TASK STATEMENT =>
Repeat exactly the lines from the first line of the records through the line containing "pub trait KvStore", and nothing more.

Segment Start: DATA SHOWN

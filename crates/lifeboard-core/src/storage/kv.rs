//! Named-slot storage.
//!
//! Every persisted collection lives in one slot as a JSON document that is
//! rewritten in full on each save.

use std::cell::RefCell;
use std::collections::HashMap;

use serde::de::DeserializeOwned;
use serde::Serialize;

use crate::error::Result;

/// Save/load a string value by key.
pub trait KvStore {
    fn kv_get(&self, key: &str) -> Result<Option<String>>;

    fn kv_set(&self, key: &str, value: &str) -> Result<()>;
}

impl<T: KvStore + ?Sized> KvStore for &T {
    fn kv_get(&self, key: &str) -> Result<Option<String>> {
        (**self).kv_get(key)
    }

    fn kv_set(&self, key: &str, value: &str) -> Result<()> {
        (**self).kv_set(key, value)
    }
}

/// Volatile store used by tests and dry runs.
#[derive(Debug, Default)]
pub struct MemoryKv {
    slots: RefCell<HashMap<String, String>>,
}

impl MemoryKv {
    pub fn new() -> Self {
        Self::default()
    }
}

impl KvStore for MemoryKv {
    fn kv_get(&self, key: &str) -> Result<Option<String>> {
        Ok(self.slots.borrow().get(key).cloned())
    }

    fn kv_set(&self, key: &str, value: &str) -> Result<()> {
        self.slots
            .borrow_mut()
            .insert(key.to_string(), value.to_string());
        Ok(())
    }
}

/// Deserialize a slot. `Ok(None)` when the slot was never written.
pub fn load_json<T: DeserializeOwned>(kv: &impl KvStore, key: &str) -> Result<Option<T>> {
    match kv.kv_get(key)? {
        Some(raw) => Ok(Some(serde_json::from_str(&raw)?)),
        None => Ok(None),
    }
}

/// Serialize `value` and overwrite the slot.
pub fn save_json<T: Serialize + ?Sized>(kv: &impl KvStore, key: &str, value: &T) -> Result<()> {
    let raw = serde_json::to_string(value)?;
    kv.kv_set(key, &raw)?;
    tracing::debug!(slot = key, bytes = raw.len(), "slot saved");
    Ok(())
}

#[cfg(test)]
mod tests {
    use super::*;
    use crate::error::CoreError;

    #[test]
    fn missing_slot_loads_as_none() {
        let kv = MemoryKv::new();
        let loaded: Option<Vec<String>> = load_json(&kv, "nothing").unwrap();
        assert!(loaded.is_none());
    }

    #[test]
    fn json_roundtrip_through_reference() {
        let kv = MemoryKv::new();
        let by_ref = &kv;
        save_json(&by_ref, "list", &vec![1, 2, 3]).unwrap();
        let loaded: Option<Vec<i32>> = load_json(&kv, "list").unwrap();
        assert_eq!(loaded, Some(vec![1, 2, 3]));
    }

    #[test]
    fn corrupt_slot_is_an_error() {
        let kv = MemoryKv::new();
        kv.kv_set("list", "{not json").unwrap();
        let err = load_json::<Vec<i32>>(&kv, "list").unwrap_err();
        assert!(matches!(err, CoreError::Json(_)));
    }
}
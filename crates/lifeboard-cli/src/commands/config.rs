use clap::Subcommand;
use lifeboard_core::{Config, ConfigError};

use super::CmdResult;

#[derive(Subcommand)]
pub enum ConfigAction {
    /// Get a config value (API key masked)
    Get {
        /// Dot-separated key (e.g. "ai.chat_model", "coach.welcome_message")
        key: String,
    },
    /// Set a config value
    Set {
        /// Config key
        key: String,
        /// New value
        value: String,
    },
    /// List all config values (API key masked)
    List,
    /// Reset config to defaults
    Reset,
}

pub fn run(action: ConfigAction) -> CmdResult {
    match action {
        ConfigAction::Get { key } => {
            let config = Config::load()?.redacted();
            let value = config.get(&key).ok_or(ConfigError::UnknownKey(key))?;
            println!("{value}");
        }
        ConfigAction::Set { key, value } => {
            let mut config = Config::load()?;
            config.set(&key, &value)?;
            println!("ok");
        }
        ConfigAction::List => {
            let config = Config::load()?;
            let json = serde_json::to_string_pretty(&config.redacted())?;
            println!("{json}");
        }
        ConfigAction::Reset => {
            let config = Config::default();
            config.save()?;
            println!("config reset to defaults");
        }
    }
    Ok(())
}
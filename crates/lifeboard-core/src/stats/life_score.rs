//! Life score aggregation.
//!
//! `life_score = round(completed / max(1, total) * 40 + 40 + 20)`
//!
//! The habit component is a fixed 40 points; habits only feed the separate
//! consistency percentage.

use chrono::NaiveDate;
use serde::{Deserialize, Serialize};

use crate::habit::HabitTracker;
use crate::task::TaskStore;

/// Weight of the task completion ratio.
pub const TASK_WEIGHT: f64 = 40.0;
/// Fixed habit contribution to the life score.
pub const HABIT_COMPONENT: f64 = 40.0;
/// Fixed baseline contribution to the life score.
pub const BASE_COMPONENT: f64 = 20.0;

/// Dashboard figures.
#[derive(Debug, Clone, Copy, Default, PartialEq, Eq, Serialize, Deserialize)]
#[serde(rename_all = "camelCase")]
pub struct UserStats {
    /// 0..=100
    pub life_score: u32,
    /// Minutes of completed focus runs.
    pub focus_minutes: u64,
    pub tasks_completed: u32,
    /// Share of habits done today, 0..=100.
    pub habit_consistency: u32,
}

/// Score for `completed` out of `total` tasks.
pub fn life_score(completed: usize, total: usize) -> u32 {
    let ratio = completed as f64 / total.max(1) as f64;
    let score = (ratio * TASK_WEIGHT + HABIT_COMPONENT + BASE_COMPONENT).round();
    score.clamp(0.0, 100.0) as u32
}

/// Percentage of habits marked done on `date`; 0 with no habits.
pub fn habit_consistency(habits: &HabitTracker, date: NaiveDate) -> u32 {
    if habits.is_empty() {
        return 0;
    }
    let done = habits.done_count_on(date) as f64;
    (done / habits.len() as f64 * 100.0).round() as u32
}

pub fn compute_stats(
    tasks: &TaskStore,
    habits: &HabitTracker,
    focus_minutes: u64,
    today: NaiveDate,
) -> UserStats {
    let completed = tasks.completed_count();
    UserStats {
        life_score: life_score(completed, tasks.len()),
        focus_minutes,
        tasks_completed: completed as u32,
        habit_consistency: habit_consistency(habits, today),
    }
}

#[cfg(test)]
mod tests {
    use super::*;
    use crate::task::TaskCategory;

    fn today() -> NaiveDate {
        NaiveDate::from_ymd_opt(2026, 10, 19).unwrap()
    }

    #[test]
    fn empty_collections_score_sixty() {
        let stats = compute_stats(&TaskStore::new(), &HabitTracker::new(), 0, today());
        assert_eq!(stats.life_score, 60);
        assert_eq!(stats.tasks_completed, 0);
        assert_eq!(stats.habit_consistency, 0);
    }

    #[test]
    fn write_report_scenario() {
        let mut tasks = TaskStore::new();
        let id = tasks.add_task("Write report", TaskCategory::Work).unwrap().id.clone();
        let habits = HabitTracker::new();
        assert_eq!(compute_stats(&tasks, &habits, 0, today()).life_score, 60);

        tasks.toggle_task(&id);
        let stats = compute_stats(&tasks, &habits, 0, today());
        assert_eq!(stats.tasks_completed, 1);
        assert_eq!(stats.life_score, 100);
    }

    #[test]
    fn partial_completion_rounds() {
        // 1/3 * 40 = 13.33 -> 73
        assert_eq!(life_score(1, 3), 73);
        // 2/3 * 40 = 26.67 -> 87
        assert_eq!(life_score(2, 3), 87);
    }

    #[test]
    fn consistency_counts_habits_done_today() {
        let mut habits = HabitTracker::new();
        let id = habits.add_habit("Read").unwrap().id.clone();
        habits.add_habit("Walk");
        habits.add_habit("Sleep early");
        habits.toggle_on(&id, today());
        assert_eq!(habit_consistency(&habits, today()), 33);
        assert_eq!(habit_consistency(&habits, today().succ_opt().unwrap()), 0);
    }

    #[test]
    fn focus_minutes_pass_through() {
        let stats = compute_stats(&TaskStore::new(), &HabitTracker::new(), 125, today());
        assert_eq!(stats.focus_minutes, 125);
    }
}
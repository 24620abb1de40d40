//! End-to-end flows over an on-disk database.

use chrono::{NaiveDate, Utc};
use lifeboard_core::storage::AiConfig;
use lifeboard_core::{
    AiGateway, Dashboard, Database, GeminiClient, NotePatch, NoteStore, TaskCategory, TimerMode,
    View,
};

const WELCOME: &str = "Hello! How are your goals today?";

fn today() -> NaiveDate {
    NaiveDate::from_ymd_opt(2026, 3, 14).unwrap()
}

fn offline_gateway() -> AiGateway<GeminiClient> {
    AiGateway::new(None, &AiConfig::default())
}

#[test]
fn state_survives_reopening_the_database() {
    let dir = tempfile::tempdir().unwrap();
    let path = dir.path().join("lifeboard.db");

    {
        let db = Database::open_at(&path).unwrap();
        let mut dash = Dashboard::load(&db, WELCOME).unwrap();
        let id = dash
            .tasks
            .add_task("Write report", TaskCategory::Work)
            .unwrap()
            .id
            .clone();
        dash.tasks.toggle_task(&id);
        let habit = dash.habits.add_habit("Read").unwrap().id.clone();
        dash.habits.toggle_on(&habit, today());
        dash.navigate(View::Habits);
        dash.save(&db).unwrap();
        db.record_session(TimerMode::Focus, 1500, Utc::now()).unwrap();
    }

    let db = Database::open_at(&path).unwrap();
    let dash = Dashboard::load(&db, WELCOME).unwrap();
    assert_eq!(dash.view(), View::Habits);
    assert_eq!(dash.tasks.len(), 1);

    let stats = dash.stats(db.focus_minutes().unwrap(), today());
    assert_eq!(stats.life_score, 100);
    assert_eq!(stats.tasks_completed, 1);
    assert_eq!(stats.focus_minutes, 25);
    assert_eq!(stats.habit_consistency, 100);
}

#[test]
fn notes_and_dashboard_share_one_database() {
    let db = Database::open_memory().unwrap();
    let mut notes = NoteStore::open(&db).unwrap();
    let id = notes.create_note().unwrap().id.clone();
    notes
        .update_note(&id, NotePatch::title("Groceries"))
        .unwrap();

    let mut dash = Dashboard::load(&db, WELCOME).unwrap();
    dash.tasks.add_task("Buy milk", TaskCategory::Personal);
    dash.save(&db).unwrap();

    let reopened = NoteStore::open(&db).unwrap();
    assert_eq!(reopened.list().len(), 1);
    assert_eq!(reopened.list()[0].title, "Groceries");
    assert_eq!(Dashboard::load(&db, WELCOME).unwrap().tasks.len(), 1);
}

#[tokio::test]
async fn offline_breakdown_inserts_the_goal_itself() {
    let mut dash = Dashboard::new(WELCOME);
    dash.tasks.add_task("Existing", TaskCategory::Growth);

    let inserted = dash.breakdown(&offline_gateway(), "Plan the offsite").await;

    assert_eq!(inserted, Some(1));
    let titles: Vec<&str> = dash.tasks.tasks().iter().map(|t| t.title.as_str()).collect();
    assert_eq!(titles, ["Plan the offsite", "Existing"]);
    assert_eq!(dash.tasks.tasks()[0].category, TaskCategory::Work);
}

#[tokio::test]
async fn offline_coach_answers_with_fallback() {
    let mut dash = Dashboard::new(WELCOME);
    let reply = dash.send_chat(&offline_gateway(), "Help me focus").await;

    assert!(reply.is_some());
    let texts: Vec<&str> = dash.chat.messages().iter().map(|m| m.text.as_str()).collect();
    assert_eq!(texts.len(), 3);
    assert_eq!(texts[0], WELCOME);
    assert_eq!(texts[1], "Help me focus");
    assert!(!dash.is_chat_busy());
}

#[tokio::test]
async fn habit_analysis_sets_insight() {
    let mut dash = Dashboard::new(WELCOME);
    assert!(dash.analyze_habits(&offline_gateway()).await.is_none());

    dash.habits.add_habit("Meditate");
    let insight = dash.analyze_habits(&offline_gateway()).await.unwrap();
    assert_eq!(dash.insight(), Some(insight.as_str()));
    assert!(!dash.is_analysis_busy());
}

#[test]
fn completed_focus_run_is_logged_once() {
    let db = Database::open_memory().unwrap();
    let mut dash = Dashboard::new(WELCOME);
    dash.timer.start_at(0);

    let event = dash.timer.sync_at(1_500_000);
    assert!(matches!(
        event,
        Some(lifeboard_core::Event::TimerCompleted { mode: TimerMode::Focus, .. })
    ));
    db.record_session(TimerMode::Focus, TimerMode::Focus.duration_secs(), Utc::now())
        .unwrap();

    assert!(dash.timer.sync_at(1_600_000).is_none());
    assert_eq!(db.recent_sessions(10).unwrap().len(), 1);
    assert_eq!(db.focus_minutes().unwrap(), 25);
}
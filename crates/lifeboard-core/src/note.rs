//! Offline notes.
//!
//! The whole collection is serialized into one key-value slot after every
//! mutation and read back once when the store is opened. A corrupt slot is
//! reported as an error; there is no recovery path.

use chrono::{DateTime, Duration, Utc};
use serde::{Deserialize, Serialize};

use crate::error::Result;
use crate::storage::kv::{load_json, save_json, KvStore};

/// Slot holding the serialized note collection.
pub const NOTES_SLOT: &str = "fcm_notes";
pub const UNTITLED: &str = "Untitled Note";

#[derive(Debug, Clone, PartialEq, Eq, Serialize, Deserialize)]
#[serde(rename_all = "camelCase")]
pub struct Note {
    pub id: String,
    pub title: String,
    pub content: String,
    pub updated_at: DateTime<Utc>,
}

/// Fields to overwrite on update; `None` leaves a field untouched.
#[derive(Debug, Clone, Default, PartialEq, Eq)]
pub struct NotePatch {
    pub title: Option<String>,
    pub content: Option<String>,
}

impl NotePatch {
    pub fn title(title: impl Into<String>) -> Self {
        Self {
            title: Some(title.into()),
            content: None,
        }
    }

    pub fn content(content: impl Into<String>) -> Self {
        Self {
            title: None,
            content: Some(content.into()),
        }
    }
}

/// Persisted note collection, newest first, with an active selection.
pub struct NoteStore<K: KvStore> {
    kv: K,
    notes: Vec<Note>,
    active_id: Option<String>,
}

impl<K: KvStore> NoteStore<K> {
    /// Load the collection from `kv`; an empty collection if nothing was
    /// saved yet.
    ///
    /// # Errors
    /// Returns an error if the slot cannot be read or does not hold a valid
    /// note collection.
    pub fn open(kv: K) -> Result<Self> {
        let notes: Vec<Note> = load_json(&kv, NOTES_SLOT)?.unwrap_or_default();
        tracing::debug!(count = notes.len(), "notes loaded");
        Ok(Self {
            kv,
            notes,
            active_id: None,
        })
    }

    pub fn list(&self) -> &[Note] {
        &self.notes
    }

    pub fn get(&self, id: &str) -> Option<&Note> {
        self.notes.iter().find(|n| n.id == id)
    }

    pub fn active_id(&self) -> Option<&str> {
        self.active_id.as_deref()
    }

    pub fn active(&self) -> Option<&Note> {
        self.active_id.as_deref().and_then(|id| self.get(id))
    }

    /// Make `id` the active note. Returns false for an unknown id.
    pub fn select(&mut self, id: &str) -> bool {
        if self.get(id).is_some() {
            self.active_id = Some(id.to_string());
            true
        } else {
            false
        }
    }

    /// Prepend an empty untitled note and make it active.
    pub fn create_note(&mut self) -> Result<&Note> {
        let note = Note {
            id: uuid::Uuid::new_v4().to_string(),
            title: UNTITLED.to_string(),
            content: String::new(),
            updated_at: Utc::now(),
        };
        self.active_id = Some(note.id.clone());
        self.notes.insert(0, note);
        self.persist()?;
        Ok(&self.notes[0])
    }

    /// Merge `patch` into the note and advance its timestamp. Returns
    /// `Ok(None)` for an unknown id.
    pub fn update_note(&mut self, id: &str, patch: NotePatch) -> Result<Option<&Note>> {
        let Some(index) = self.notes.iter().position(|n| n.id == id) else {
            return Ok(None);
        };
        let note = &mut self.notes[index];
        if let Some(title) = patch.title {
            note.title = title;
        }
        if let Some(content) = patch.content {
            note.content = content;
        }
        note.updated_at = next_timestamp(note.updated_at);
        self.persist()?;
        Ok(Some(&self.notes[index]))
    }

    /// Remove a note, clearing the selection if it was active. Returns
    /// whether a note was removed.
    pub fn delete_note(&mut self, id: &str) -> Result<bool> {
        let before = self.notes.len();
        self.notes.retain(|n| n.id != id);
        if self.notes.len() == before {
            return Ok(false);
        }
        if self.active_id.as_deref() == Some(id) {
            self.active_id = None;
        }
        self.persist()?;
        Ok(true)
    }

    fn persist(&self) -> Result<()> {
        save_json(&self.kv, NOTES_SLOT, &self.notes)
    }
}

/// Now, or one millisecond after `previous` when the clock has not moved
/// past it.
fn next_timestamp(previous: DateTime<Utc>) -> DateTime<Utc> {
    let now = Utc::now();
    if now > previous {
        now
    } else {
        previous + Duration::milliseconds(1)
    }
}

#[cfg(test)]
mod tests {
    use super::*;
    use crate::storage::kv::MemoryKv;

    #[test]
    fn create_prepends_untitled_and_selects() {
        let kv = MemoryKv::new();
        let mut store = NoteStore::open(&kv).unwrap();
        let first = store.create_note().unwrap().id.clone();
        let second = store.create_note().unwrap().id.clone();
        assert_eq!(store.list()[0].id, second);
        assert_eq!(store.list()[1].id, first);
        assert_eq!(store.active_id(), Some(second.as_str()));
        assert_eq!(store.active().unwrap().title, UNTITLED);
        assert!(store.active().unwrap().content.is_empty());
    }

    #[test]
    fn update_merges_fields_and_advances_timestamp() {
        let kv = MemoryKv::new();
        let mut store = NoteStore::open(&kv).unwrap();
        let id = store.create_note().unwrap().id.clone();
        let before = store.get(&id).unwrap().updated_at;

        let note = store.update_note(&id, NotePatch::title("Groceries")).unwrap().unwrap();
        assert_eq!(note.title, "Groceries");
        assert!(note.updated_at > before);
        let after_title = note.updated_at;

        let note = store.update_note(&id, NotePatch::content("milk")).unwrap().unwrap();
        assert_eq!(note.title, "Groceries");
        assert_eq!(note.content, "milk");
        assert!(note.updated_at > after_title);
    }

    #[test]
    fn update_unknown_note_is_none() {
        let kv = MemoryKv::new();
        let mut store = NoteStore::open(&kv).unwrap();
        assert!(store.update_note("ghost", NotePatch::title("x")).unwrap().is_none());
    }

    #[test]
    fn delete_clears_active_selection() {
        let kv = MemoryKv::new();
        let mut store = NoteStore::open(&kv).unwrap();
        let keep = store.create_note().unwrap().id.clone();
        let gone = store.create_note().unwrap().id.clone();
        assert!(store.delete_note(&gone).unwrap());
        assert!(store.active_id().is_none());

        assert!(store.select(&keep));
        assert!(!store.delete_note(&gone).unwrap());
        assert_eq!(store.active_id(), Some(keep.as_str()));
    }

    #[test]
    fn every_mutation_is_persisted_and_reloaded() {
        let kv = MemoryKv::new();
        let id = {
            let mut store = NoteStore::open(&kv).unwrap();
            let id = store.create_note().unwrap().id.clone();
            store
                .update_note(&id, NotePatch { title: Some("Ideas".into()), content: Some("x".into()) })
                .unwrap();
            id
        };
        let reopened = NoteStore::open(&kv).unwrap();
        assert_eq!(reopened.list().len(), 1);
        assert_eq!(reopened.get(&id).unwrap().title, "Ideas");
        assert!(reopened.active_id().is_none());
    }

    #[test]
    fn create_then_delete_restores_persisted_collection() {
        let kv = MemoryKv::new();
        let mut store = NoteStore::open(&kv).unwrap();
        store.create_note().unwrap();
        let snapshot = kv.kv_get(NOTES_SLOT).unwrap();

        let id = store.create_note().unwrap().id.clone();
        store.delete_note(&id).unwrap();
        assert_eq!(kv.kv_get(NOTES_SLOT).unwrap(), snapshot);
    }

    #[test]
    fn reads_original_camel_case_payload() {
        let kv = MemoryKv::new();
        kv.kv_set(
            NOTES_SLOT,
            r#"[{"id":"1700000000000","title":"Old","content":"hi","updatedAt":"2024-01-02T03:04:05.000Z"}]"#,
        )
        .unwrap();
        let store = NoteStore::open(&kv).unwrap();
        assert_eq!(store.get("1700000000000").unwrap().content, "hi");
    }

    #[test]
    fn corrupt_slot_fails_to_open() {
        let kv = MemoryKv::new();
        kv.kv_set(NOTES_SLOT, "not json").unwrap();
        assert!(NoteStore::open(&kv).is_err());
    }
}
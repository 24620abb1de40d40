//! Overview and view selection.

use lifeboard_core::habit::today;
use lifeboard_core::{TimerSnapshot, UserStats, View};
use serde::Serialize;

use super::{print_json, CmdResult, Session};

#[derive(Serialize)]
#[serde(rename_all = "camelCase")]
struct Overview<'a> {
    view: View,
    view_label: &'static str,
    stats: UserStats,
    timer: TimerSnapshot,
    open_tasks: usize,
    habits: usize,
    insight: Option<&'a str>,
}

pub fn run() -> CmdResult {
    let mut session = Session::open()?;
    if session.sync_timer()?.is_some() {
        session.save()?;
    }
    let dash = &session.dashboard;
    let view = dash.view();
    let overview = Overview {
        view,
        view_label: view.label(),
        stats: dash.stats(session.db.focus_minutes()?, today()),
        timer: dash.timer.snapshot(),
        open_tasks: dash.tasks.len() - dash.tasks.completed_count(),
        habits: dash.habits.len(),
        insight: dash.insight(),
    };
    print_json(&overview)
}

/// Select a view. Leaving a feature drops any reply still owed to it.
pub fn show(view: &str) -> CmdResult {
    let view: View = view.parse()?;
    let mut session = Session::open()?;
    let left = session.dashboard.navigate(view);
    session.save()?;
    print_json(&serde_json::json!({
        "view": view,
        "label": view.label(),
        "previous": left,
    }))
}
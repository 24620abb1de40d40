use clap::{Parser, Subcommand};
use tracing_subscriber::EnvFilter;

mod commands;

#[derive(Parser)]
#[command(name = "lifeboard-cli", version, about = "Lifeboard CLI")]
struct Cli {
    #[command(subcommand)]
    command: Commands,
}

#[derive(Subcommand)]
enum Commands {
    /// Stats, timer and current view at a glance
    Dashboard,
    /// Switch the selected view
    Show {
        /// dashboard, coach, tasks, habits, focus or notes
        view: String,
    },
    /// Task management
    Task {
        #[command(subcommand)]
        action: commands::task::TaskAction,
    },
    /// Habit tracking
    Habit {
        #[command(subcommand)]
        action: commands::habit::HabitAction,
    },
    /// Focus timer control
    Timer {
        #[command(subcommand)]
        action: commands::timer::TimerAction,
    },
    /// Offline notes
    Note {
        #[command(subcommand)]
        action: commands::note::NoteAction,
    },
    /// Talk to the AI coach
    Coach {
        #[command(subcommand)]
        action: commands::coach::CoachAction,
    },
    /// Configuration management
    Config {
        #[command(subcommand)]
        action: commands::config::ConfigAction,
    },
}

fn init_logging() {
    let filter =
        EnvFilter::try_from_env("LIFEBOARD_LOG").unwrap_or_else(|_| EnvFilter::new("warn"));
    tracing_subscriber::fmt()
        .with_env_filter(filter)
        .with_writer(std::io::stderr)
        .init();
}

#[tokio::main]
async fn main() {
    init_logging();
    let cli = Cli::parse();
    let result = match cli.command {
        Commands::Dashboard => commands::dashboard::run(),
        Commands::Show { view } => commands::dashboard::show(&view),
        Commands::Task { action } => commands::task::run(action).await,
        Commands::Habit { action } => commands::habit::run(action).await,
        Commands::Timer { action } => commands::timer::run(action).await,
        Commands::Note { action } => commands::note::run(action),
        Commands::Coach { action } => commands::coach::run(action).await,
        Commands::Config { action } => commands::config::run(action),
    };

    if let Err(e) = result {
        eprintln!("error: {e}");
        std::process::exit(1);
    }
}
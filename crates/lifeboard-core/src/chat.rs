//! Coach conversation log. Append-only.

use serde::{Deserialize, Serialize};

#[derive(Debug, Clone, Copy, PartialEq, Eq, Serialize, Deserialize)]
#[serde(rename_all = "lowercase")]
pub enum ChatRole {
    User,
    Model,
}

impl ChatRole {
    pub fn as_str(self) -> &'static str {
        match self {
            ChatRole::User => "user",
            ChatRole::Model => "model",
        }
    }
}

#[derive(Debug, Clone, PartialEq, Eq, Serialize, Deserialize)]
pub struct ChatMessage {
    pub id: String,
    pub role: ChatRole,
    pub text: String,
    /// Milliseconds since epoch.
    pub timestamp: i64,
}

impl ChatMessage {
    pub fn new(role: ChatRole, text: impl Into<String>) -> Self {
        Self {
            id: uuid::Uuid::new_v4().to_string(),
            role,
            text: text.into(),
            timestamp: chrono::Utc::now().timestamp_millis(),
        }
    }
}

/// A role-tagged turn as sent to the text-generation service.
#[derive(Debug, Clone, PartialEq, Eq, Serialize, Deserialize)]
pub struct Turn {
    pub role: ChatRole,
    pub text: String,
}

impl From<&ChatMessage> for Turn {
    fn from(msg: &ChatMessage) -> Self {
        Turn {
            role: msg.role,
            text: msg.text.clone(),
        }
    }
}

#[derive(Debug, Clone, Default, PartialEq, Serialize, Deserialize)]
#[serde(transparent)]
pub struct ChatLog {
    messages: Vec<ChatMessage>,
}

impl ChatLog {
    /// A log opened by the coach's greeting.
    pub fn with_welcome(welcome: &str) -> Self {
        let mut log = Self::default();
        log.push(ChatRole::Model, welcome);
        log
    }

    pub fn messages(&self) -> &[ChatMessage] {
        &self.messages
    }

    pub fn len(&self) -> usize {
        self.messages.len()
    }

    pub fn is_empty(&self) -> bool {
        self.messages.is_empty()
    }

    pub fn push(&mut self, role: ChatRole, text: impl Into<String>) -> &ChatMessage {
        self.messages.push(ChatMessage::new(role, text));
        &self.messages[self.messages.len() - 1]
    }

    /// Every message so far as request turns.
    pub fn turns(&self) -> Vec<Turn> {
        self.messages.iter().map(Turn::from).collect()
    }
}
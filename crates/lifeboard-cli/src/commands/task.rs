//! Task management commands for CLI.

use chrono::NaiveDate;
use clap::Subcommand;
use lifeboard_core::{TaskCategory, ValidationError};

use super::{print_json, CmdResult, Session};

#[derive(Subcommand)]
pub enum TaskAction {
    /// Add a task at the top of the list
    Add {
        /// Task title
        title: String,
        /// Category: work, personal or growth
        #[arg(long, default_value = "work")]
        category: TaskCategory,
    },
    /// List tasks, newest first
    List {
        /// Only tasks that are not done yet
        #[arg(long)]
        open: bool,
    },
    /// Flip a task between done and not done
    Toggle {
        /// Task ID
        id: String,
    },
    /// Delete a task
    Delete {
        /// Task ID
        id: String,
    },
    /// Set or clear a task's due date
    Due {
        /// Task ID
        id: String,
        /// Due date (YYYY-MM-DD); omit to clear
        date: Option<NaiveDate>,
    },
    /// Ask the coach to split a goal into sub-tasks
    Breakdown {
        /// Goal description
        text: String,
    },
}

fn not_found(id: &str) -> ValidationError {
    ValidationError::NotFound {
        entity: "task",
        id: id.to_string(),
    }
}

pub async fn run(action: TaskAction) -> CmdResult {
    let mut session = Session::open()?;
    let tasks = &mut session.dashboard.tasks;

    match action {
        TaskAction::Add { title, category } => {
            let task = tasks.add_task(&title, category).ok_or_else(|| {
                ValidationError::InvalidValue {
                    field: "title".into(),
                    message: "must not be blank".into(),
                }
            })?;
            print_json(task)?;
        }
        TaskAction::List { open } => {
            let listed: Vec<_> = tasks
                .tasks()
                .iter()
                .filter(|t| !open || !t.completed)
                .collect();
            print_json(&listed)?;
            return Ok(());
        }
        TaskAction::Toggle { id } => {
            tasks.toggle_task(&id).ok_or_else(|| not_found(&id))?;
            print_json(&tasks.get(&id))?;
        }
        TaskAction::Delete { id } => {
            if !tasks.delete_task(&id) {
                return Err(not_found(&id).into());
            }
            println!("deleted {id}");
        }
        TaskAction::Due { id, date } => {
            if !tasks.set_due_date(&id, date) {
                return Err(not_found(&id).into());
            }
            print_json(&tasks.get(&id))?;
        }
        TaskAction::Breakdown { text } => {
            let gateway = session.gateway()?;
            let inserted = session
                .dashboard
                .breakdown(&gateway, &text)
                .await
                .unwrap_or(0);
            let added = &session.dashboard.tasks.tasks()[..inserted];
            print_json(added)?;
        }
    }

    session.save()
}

Segment End: DATA SHOWN

SOLUTION FOR THIS TASK =>
filename crates/lifeboard-core/src/storage/kv.rs
//! Named-slot storage.
//!
//! Every persisted collection lives in one slot as a JSON document that is
//! rewritten in full on each save.

use std::cell::RefCell;
use std::collections::HashMap;

use serde::de::DeserializeOwned;
use serde::Serialize;

use crate::error::Result;

/// Save/load a string value by key.
pub trait KvStore {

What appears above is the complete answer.